Posted on:2006-11-07Degree:Ph.DType:Dissertation
University:The University of ChicagoCandidate:Djaballah, MarcFull Text:PDF
GTID:1455390008462945Subject:Philosophy
Abstract/Summary:
This dissertation presents the theoretical apparatus of Foucault's early historical analyses as a version of Kantian criticism. In an initial textual exposition, I attempt to distill a unified discursive practice from Kant's theoretical writings. I argue for Foucault's proximity to Kant on the basis of this reconstruction of criticism, by showing that his studies are modeled on this way of thinking.
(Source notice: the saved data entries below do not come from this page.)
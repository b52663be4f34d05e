//! Statblock rendering module.
//!
//! One walker visits a [`Creature`] in statblock order and decides which
//! lines appear. A [`StatblockFormat`] only decides how each line looks.
//! Rendering is pure: no I/O and no mutation of the creature.
//!
//! Inclusion rules applied by the walker:
//! - armor and hit point parentheticals only when the text is non-empty
//! - speed and sense clauses only for values above zero
//! - saves and skills only where the value strictly exceeds the raw
//!   ability bonus, and the whole line only if any qualify
//! - damage, condition and language lines only when non-empty
//! - feature sections only when their collection is non-empty
//! - the attribution line only when a source title is known

pub mod campaign;
pub mod plain;

use crate::creature::{Ability, Creature, Feature, Skill};
use crate::rules;
use serde::{Deserialize, Serialize};

pub use campaign::CampaignMarkup;
pub use plain::PlainText;

/// A single-value statblock line.
#[derive(Debug, Clone, Copy, PartialEq, Eq)]
pub enum Field {
    Name,
    /// Size, type, subtype and alignment.
    Meta,
    ArmorClass,
    HitPoints,
    Speed,
    Ability(Ability),
    SavingThrows,
    Skills,
    DamageVulnerabilities,
    DamageResistances,
    DamageImmunities,
    ConditionImmunities,
    Senses,
    Languages,
    Challenge,
    ProficiencyBonus,
}

/// A feature collection.
#[derive(Debug, Clone, Copy, PartialEq, Eq)]
pub enum Section {
    SpecialAbilities,
    Actions,
    Reactions,
    LegendaryActions,
}

impl Section {
    pub fn title(self) -> &'static str {
        match self {
            Section::SpecialAbilities => "Special Abilities",
            Section::Actions => "Actions",
            Section::Reactions => "Reactions",
            Section::LegendaryActions => "Legendary Actions",
        }
    }
}

/// How a description line should be laid out.
#[derive(Debug, Clone, Copy, PartialEq, Eq)]
pub enum LineKind {
    Text,
    /// Starts with `•`.
    Bullet,
    /// A spell list heading such as `Cantrips (at will): ...` or
    /// `3rd level (2 slots): ...`.
    LevelHeader,
}

/// One trimmed, non-empty line of a description.
#[derive(Debug, Clone, Copy, PartialEq, Eq)]
pub struct DescriptionLine<'a> {
    pub kind: LineKind,
    pub text: &'a str,
}

/// Per-format line styling used by the shared walker.
pub trait StatblockFormat {
    /// Write anything that precedes the first field.
    fn open(&self, _out: &mut String) {}

    /// Write one single-value line.
    fn field(&self, out: &mut String, field: Field, value: &str);

    /// Write a section heading, with optional introductory text.
    fn section(&self, out: &mut String, section: Section, intro: &[DescriptionLine<'_>]);

    /// Write one named entry and its description.
    fn entry(&self, out: &mut String, name: &str, description: &[DescriptionLine<'_>]);

    /// Write anything that follows the last section.
    fn close(&self, _out: &mut String) {}

    /// Write the trailing attribution line.
    fn attribution(&self, out: &mut String, source_title: &str);
}

/// Something that turns a creature into statblock text.
pub trait Renderer {
    fn render(&self, creature: &Creature) -> String;
}

/// Run the shared statblock walk with the given format.
pub fn render_with<F: StatblockFormat + ?Sized>(format: &F, creature: &Creature) -> String {
    let mut out = String::new();
    format.open(&mut out);

    format.field(&mut out, Field::Name, &creature.name);
    format.field(&mut out, Field::Meta, &meta_line(creature));
    format.field(
        &mut out,
        Field::ArmorClass,
        &with_parenthetical(creature.armor_class, &creature.armor_description),
    );
    format.field(
        &mut out,
        Field::HitPoints,
        &with_parenthetical(creature.hit_points, &creature.hit_dice),
    );
    format.field(&mut out, Field::Speed, &speed_line(creature));

    for ability in Ability::ALL {
        let score = creature.abilities.get(ability);
        let value = format!("{} ({})", score, rules::signed_bonus(rules::ability_bonus(score)));
        format.field(&mut out, Field::Ability(ability), &value);
    }

    if let Some(saves) = saves_line(creature) {
        format.field(&mut out, Field::SavingThrows, &saves);
    }
    if let Some(skills) = skills_line(creature) {
        format.field(&mut out, Field::Skills, &skills);
    }

    let qualifiers = [
        (Field::DamageVulnerabilities, &creature.damage_vulnerabilities),
        (Field::DamageResistances, &creature.damage_resistances),
        (Field::DamageImmunities, &creature.damage_immunities),
        (Field::ConditionImmunities, &creature.condition_immunities),
    ];
    for (field, text) in qualifiers {
        if !text.is_empty() {
            format.field(&mut out, field, text);
        }
    }

    format.field(&mut out, Field::Senses, &senses_line(creature));
    if !creature.languages.is_empty() {
        format.field(&mut out, Field::Languages, &creature.languages);
    }

    let challenge = format!(
        "{} ({} XP)",
        rules::cr_to_display_string(creature.challenge_rating),
        rules::experience_points(creature.challenge_rating)
    );
    format.field(&mut out, Field::Challenge, &challenge);
    format.field(
        &mut out,
        Field::ProficiencyBonus,
        &rules::signed_bonus(rules::proficiency_bonus(creature.challenge_rating)),
    );

    let sections = [
        (Section::SpecialAbilities, &creature.special_abilities, ""),
        (Section::Actions, &creature.actions, ""),
        (Section::Reactions, &creature.reactions, ""),
        (
            Section::LegendaryActions,
            &creature.legendary_actions,
            creature.legendary_description.as_str(),
        ),
    ];
    for (section, features, intro) in sections {
        write_section(format, &mut out, section, features, intro);
    }

    format.close(&mut out);

    if let Some(attribution) = &creature.attribution {
        if !attribution.source_title.is_empty() {
            format.attribution(&mut out, &attribution.source_title);
        }
    }
    out
}

fn write_section<F: StatblockFormat + ?Sized>(
    format: &F,
    out: &mut String,
    section: Section,
    features: &[Feature],
    intro: &str,
) {
    if features.is_empty() {
        return;
    }
    format.section(out, section, &description_lines(intro));
    for feature in features {
        format.entry(out, &feature.name, &description_lines(&feature.description));
    }
}

/// Split a description into trimmed, non-empty, classified lines.
pub fn description_lines(description: &str) -> Vec<DescriptionLine<'_>> {
    description
        .lines()
        .map(str::trim)
        .filter(|line| !line.is_empty())
        .map(|text| DescriptionLine {
            kind: classify(text),
            text,
        })
        .collect()
}

fn classify(line: &str) -> LineKind {
    if line.starts_with('•') {
        LineKind::Bullet
    } else if is_level_header(line) {
        LineKind::LevelHeader
    } else {
        LineKind::Text
    }
}

fn is_level_header(line: &str) -> bool {
    line.starts_with("Cantrips")
        || (1..=12).any(|level| line.starts_with(&format!("{} level", ordinal(level))))
}

fn ordinal(n: u32) -> String {
    let suffix = match (n % 10, n % 100) {
        (_, 11..=13) => "th",
        (1, _) => "st",
        (2, _) => "nd",
        (3, _) => "rd",
        _ => "th",
    };
    format!("{}{}", n, suffix)
}

fn meta_line(creature: &Creature) -> String {
    let mut meta = [creature.size.as_str(), creature.creature_type.as_str()]
        .into_iter()
        .filter(|part| !part.is_empty())
        .collect::<Vec<_>>()
        .join(" ");
    if !creature.subtype.is_empty() {
        meta.push_str(&format!(" ({})", creature.subtype));
    }
    if !creature.alignment.is_empty() {
        if !meta.is_empty() {
            meta.push_str(", ");
        }
        meta.push_str(&creature.alignment);
    }
    meta
}

fn with_parenthetical(value: i32, note: &str) -> String {
    if note.is_empty() {
        value.to_string()
    } else {
        format!("{} ({})", value, note)
    }
}

fn speed_line(creature: &Creature) -> String {
    let speed = &creature.speed;
    let mut clauses = vec![format!("{} ft.", speed.walk)];
    if speed.swim > 0 {
        clauses.push(format!("swim {} ft.", speed.swim));
    }
    if speed.fly > 0 {
        let hover = if speed.hover { " (hover)" } else { "" };
        clauses.push(format!("fly {} ft.{}", speed.fly, hover));
    }
    if speed.burrow > 0 {
        clauses.push(format!("burrow {} ft.", speed.burrow));
    }
    if speed.climb > 0 {
        clauses.push(format!("climb {} ft.", speed.climb));
    }
    if speed.lightwalking > 0 {
        clauses.push(format!("lightwalking {} ft.", speed.lightwalking));
    }
    clauses.join(", ")
}

fn saves_line(creature: &Creature) -> Option<String> {
    let saves: Vec<String> = Ability::ALL
        .into_iter()
        .filter(|ability| creature.is_proficient_save(*ability))
        .map(|ability| {
            format!(
                "{} {}",
                ability.short_name(),
                rules::signed_bonus(creature.saving_throws.get(ability))
            )
        })
        .collect();
    (!saves.is_empty()).then(|| saves.join(", "))
}

fn skills_line(creature: &Creature) -> Option<String> {
    let skills: Vec<String> = Skill::ALL
        .into_iter()
        .filter(|skill| creature.is_proficient_skill(*skill))
        .map(|skill| {
            format!(
                "{} {}",
                skill.display_name(),
                rules::signed_bonus(creature.skills.get(skill))
            )
        })
        .collect();
    (!skills.is_empty()).then(|| skills.join(", "))
}

fn senses_line(creature: &Creature) -> String {
    let senses = &creature.senses;
    let ranges = [
        ("blindsight", senses.blindsight),
        ("darkvision", senses.darkvision),
        ("tremorsense", senses.tremorsense),
        ("truesight", senses.truesight),
    ];
    let mut clauses: Vec<String> = ranges
        .into_iter()
        .filter(|(_, range)| *range > 0)
        .map(|(sense, range)| format!("{} {} ft.", sense, range))
        .collect();
    clauses.push(format!("Passive Perception {}", senses.passive_perception));
    clauses.join(", ")
}

/// The output formats, selectable from configuration.
#[derive(Debug, Clone, Copy, PartialEq, Eq, Hash, Serialize, Deserialize)]
#[serde(rename_all = "snake_case")]
pub enum RenderFormat {
    PlainText,
    CampaignMarkup,
}

impl Renderer for RenderFormat {
    fn render(&self, creature: &Creature) -> String {
        match self {
            RenderFormat::PlainText => PlainText.render(creature),
            RenderFormat::CampaignMarkup => CampaignMarkup.render(creature),
        }
    }
}

/// A rendered creature ready for the compendium writer.
#[derive(Debug, Clone, PartialEq, Eq, Serialize, Deserialize)]
pub struct ExportEntry {
    pub tag_symbol: String,
    pub tag_value_prefix: String,
    pub name: String,
    pub text: String,
}

impl ExportEntry {
    /// The full tag, e.g. `#creature/Goblin`.
    pub fn tag(&self) -> String {
        format!("{}{}{}", self.tag_symbol, self.tag_value_prefix, self.name)
    }
}

/// Render a creature and pair it with its lookup name and tag parts.
///
/// # Examples
///
/// ```rust
/// use bestiary::{Attribution, Creature};
/// use bestiary::render::{export_entry, PlainText};
///
/// let mut goblin = Creature::new("Goblin", "Small", "humanoid");
/// goblin.attribution = Some(Attribution::new("SRD").with_tag("#", "creature/"));
///
/// let entry = export_entry(&goblin, &PlainText);
/// assert_eq!(entry.tag(), "#creature/Goblin");
/// assert!(entry.text.starts_with("Goblin\n"));
/// ```
pub fn export_entry<R: Renderer + ?Sized>(creature: &Creature, renderer: &R) -> ExportEntry {
    let (tag_symbol, tag_value_prefix) = creature
        .attribution
        .as_ref()
        .map(|attribution| {
            (
                attribution.tag_symbol.clone(),
                attribution.tag_value_prefix.clone(),
            )
        })
        .unwrap_or_default();
    ExportEntry {
        tag_symbol,
        tag_value_prefix,
        name: creature.name.clone(),
        text: renderer.render(creature),
    }
}

#[cfg(test)]
mod tests {
    use super::*;
    use crate::creature::Speeds;

    #[test]
    fn test_ordinals() {
        let rendered: Vec<String> = [1, 2, 3, 4, 11, 12].into_iter().map(ordinal).collect();
        assert_eq!(rendered, ["1st", "2nd", "3rd", "4th", "11th", "12th"]);
    }

    #[test]
    fn test_line_classification() {
        let lines = description_lines(
            "The mage is a 9th-level spellcaster.\n\nCantrips (at will): fire bolt\n1st level (4 slots): shield\n• Hold on\n9th level (1 slot): wish",
        );
        let kinds: Vec<LineKind> = lines.iter().map(|line| line.kind).collect();
        assert_eq!(
            kinds,
            [
                LineKind::Text,
                LineKind::LevelHeader,
                LineKind::LevelHeader,
                LineKind::Bullet,
                LineKind::LevelHeader,
            ]
        );
    }

    #[test]
    fn test_thirteenth_level_is_plain_text() {
        assert_eq!(classify("13th level: nothing"), LineKind::Text);
        assert_eq!(classify("10th level (1 slot): x"), LineKind::LevelHeader);
    }

    #[test]
    fn test_meta_line_variants() {
        let mut creature = Creature::new("Goblin", "Small", "humanoid");
        assert_eq!(meta_line(&creature), "Small humanoid");
        creature.subtype = "goblinoid".into();
        creature.alignment = "neutral evil".into();
        assert_eq!(meta_line(&creature), "Small humanoid (goblinoid), neutral evil");
        assert_eq!(meta_line(&Creature::default()), "");
    }

    #[test]
    fn test_speed_line_clauses() {
        let mut creature = Creature::default();
        creature.speed = Speeds {
            walk: 10,
            swim: 0,
            fly: 60,
            burrow: 5,
            climb: 0,
            lightwalking: 80,
            hover: true,
        };
        assert_eq!(
            speed_line(&creature),
            "10 ft., fly 60 ft. (hover), burrow 5 ft., lightwalking 80 ft."
        );
    }

    #[test]
    fn test_hover_needs_fly_speed() {
        let mut creature = Creature::default();
        creature.speed.walk = 30;
        creature.speed.hover = true;
        assert_eq!(speed_line(&creature), "30 ft.");
    }

    #[test]
    fn test_senses_line_order() {
        let mut creature = Creature::default();
        creature.senses.truesight = 120;
        creature.senses.blindsight = 10;
        creature.senses.passive_perception = 22;
        assert_eq!(
            senses_line(&creature),
            "blindsight 10 ft., truesight 120 ft., Passive Perception 22"
        );
    }
}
By recasting it in this framework, an unorthodox version of Foucault's work is generated, one that is at odds with the tendency to emphasize a certain skepticism about the possibility of universal and necessary knowledge in his writings, and to mistake it for irrationalism and a hostility to the practice of theory. By drawing attention to the structural parallel between Foucault's practice and Kantian criticism, my study belies this picture. One of the implications of this affinity is that the skepticism involved in Foucault's works is in fact a theoretical stage within the broader project of establishing the necessary conditions of knowledge, albeit within local, well-defined historical and cultural contexts. It represents the moment of self-estrangement that is required to recognize the historical limitations of the use of reason and its attendant forms of experience. And yet the diachronic pluralism of these forms does not imply the impossibility of historical knowledge.